8) There is a relatively high level of anxiety and pessimism among rural residents (30% of respondents). Moreover, the level of anxiety among villagers in 2013, in general, is approximately equal to the level of anxiety among respondents interviewed in 2000 a period of devastation, mass poverty, etc. The study showed that this is partly due to a number of important issues in the development of the welfare of the villagers. However, what is especially important is that unfavorable trends in the development of the social organization of rural life also lead to pessimism and anxiety.
It can be concluded that after the basic material needs are fulfilled, a person may become more demanding regarding the social conditions of his or her existence, and the “rules of the game” established in society.

Recommendations for the implementation of the research results
We suggest that, given the low rates of development of private farming in the studied villages, it is reasonable to develop other forms of employment in rural and agriculturally-related fields. Among them, we feel cooperative farming is especially promising, because it allows a substantially reduction in the risks that are inherent in independent private farming (including those related to procurement prices).

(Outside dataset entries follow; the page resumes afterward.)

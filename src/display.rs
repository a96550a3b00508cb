//! Rendering layer. All terminal output for the game screen lives here.
//!
//! Each function receives a writer, an immutable view of the game state and
//! the asset catalog. No game logic runs here: world coordinates are scaled
//! down to character cells (one tile = two columns by one row) and shifted by
//! the camera.

use std::io::Write;

use crossterm::{
    cursor,
    style::{self, Color, Print},
    terminal, QueueableCommand,
};
use tile_runner::compute::drawables;
use tile_runner::config::Config;
use tile_runner::entities::{Body, GameState, ItemKind, SessionState, Sprite};

use crate::assets::{AssetCatalog, Glyph};

// ── Colour palette ────────────────────────────────────────────────────────────

const C_BORDER: Color = Color::DarkBlue;
const C_HUD_SCORE: Color = Color::Yellow;
const C_HUD_LEVEL: Color = Color::Green;
const C_HUD_STAR: Color = Color::Yellow;
const C_HINT: Color = Color::DarkGrey;
const C_INVINCIBLE: Color = Color::Yellow;

/// Rows above the play area: HUD line and top border.
const PLAY_TOP: u16 = 2;
/// Columns per tile.
const TILE_COLS: f32 = 2.0;

/// Size of the play area in character cells.
#[derive(Clone, Copy, Debug)]
pub struct Viewport {
    pub cols: u16,
    pub rows: u16,
    tile: f32,
}

impl Viewport {
    pub fn from_config(config: &Config) -> Viewport {
        let tile = config.level.tile_size;
        Viewport {
            cols: (config.session.view_width / tile * TILE_COLS).round() as u16,
            rows: (config.session.view_height / tile).round() as u16,
            tile,
        }
    }

    /// Total terminal height needed, including HUD, borders and hint.
    pub fn screen_rows(&self) -> u16 {
        self.rows + PLAY_TOP + 2
    }

    fn bottom_border(&self) -> u16 {
        PLAY_TOP + self.rows
    }
}

// ── Public entry points ───────────────────────────────────────────────────────

/// Render one complete frame.
pub fn render<W: Write>(
    out: &mut W,
    state: &GameState,
    assets: &AssetCatalog,
    view: &Viewport,
    config: &Config,
) -> std::io::Result<()> {
    out.queue(terminal::Clear(terminal::ClearType::All))?;

    draw_border(out, view)?;
    draw_hud(out, state, config)?;

    let blink = state.player.is_invincible() && state.frame % 8 < 4;
    for (body, sprite) in drawables(state) {
        let is_player = matches!(sprite, Sprite::PlayerSmall | Sprite::PlayerBig);
        let mut glyph = assets.glyph(sprite);
        if is_player && blink {
            glyph.color = C_INVINCIBLE;
        }
        draw_body(out, state, view, &body, glyph)?;
    }

    draw_controls_hint(out, view)?;

    match state.status {
        SessionState::LevelCleared => draw_level_cleared(out, state, view)?,
        SessionState::GameOver => draw_game_over(out, state, view)?,
        SessionState::Menu | SessionState::Playing => {}
    }

    // Park cursor in a harmless spot and flush
    out.queue(style::ResetColor)?;
    out.queue(cursor::MoveTo(0, view.screen_rows()))?;
    out.flush()?;
    Ok(())
}

/// Title screen with a selectable list of entries.
pub fn render_menu<W: Write>(
    out: &mut W,
    entries: &[&str],
    selected: usize,
    assets: &AssetCatalog,
    view: &Viewport,
) -> std::io::Result<()> {
    out.queue(terminal::Clear(terminal::ClearType::All))?;

    let cx = view.cols / 2 + 1;
    let title = "TILE  RUNNER";
    centred(out, cx, 3, title, Color::Cyan)?;

    for (i, entry) in entries.iter().enumerate() {
        let color = if i == selected { Color::Yellow } else { Color::White };
        let label = if i == selected {
            format!("> {entry} <")
        } else {
            entry.to_string()
        };
        centred(out, cx, 6 + 2 * i as u16, &label, color)?;
    }

    let legend_row = 7 + 2 * entries.len() as u16;
    let legend: [(ItemKind, &str); 2] = [
        (ItemKind::Mushroom, " Mushroom: grow big, survive one hit"),
        (ItemKind::Star, " Star: ten seconds of invincibility"),
    ];
    for (i, (kind, desc)) in legend.iter().enumerate() {
        let glyph = assets.item_glyph(*kind);
        out.queue(cursor::MoveTo(2, legend_row + i as u16))?;
        out.queue(style::SetForegroundColor(glyph.color))?;
        out.queue(Print(glyph.text))?;
        out.queue(style::SetForegroundColor(C_HINT))?;
        out.queue(Print(*desc))?;
    }

    out.queue(cursor::MoveTo(2, legend_row + 3))?;
    out.queue(style::SetForegroundColor(C_HINT))?;
    out.queue(Print("Up/Down: choose   Enter: select"))?;

    out.queue(style::ResetColor)?;
    out.flush()?;
    Ok(())
}

// ── Border ────────────────────────────────────────────────────────────────────

fn draw_border<W: Write>(out: &mut W, view: &Viewport) -> std::io::Result<()> {
    let w = view.cols as usize;
    let bottom = view.bottom_border();

    out.queue(style::SetForegroundColor(C_BORDER))?;

    out.queue(cursor::MoveTo(0, PLAY_TOP - 1))?;
    out.queue(Print(format!("┌{}┐", "─".repeat(w))))?;

    out.queue(cursor::MoveTo(0, bottom))?;
    out.queue(Print(format!("└{}┘", "─".repeat(w))))?;

    for row in PLAY_TOP..bottom {
        out.queue(cursor::MoveTo(0, row))?;
        out.queue(Print("│"))?;
        out.queue(cursor::MoveTo(view.cols + 1, row))?;
        out.queue(Print("│"))?;
    }

    Ok(())
}

// ── HUD (row 0) ───────────────────────────────────────────────────────────────

fn draw_hud<W: Write>(out: &mut W, state: &GameState, config: &Config) -> std::io::Result<()> {
    out.queue(cursor::MoveTo(1, 0))?;
    out.queue(style::SetForegroundColor(C_HUD_SCORE))?;
    out.queue(Print(format!("Score:{:>7}", state.player.score)))?;

    out.queue(style::SetForegroundColor(C_HUD_LEVEL))?;
    out.queue(Print(format!("  Level {}", state.level_number)))?;

    if state.player.is_invincible() {
        let fps = config.session.fps.max(1);
        let secs = state.player.invincible_timer.div_ceil(fps);
        out.queue(style::SetForegroundColor(C_HUD_STAR))?;
        out.queue(Print(format!("  [* {secs:>2}s]")))?;
    }

    Ok(())
}

// ── Entities ──────────────────────────────────────────────────────────────────

/// Fill the cells covered by `body`, clipped to the play area.
fn draw_body<W: Write>(
    out: &mut W,
    state: &GameState,
    view: &Viewport,
    body: &Body,
    glyph: Glyph,
) -> std::io::Result<()> {
    let (sx, sy) = state.camera.apply(body);
    let col_width = view.tile / TILE_COLS;
    let first_col = (sx / col_width).floor() as i32;
    let end_col = ((sx + body.w) / col_width).ceil() as i32;
    let first_row = (sy / view.tile).floor() as i32;
    let last_row = ((sy + body.h) / view.tile - 0.001).floor() as i32;

    out.queue(style::SetForegroundColor(glyph.color))?;
    for row in first_row.max(0)..=last_row.min(view.rows as i32 - 1) {
        let mut col = first_col;
        while col < end_col {
            if col >= 0 && col + 2 <= view.cols as i32 {
                out.queue(cursor::MoveTo(col as u16 + 1, row as u16 + PLAY_TOP))?;
                out.queue(Print(glyph.text))?;
            }
            col += TILE_COLS as i32;
        }
    }
    Ok(())
}

// ── Controls hint (last row) ──────────────────────────────────────────────────

fn draw_controls_hint<W: Write>(out: &mut W, view: &Viewport) -> std::io::Result<()> {
    out.queue(cursor::MoveTo(1, view.bottom_border() + 1))?;
    out.queue(style::SetForegroundColor(C_HINT))?;
    out.queue(Print("← → / A D : Move   ↑ / SPACE : Jump   Q : Quit"))?;
    Ok(())
}

// ── Overlays ──────────────────────────────────────────────────────────────────

fn draw_level_cleared<W: Write>(
    out: &mut W,
    state: &GameState,
    view: &Viewport,
) -> std::io::Result<()> {
    let cx = view.cols / 2 + 1;
    let cy = PLAY_TOP + view.rows / 2;
    let banner = format!("LEVEL {} CLEARED!", state.level_number);
    centred(out, cx, cy, &banner, Color::Green)
}

fn draw_game_over<W: Write>(out: &mut W, state: &GameState, view: &Viewport) -> std::io::Result<()> {
    let score_line = format!("Final Score: {}", state.player.score);
    let lines: &[(&str, Color)] = &[
        ("╔══════════════════╗", Color::Red),
        ("║    GAME  OVER    ║", Color::Red),
        ("╚══════════════════╝", Color::Red),
        (&score_line, Color::Yellow),
        ("R - Play Again  Q - Quit", Color::White),
    ];

    let cx = view.cols / 2 + 1;
    let start_row = (PLAY_TOP + view.rows / 2).saturating_sub(lines.len() as u16 / 2);

    for (i, (msg, color)) in lines.iter().enumerate() {
        centred(out, cx, start_row + i as u16, msg, *color)?;
    }

    Ok(())
}

fn centred<W: Write>(out: &mut W, cx: u16, row: u16, text: &str, color: Color) -> std::io::Result<()> {
    let col = cx.saturating_sub(text.chars().count() as u16 / 2);
    out.queue(cursor::MoveTo(col, row))?;
    out.queue(style::SetForegroundColor(color))?;
    out.queue(Print(text))?;
    Ok(())
}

Scope of the implementation of the results
The results can be applied in the elaboration of practical policies aimed at acceleration of socio-economic development of the Belgorod region (as well as other agricultural regions in Russia and, possibly, other developing countries) and finding a balance between the welfare of the local population and economic efficiency. In particular, the analysis of the difficulties associated with the development of private farming in the studied villages has a special importance.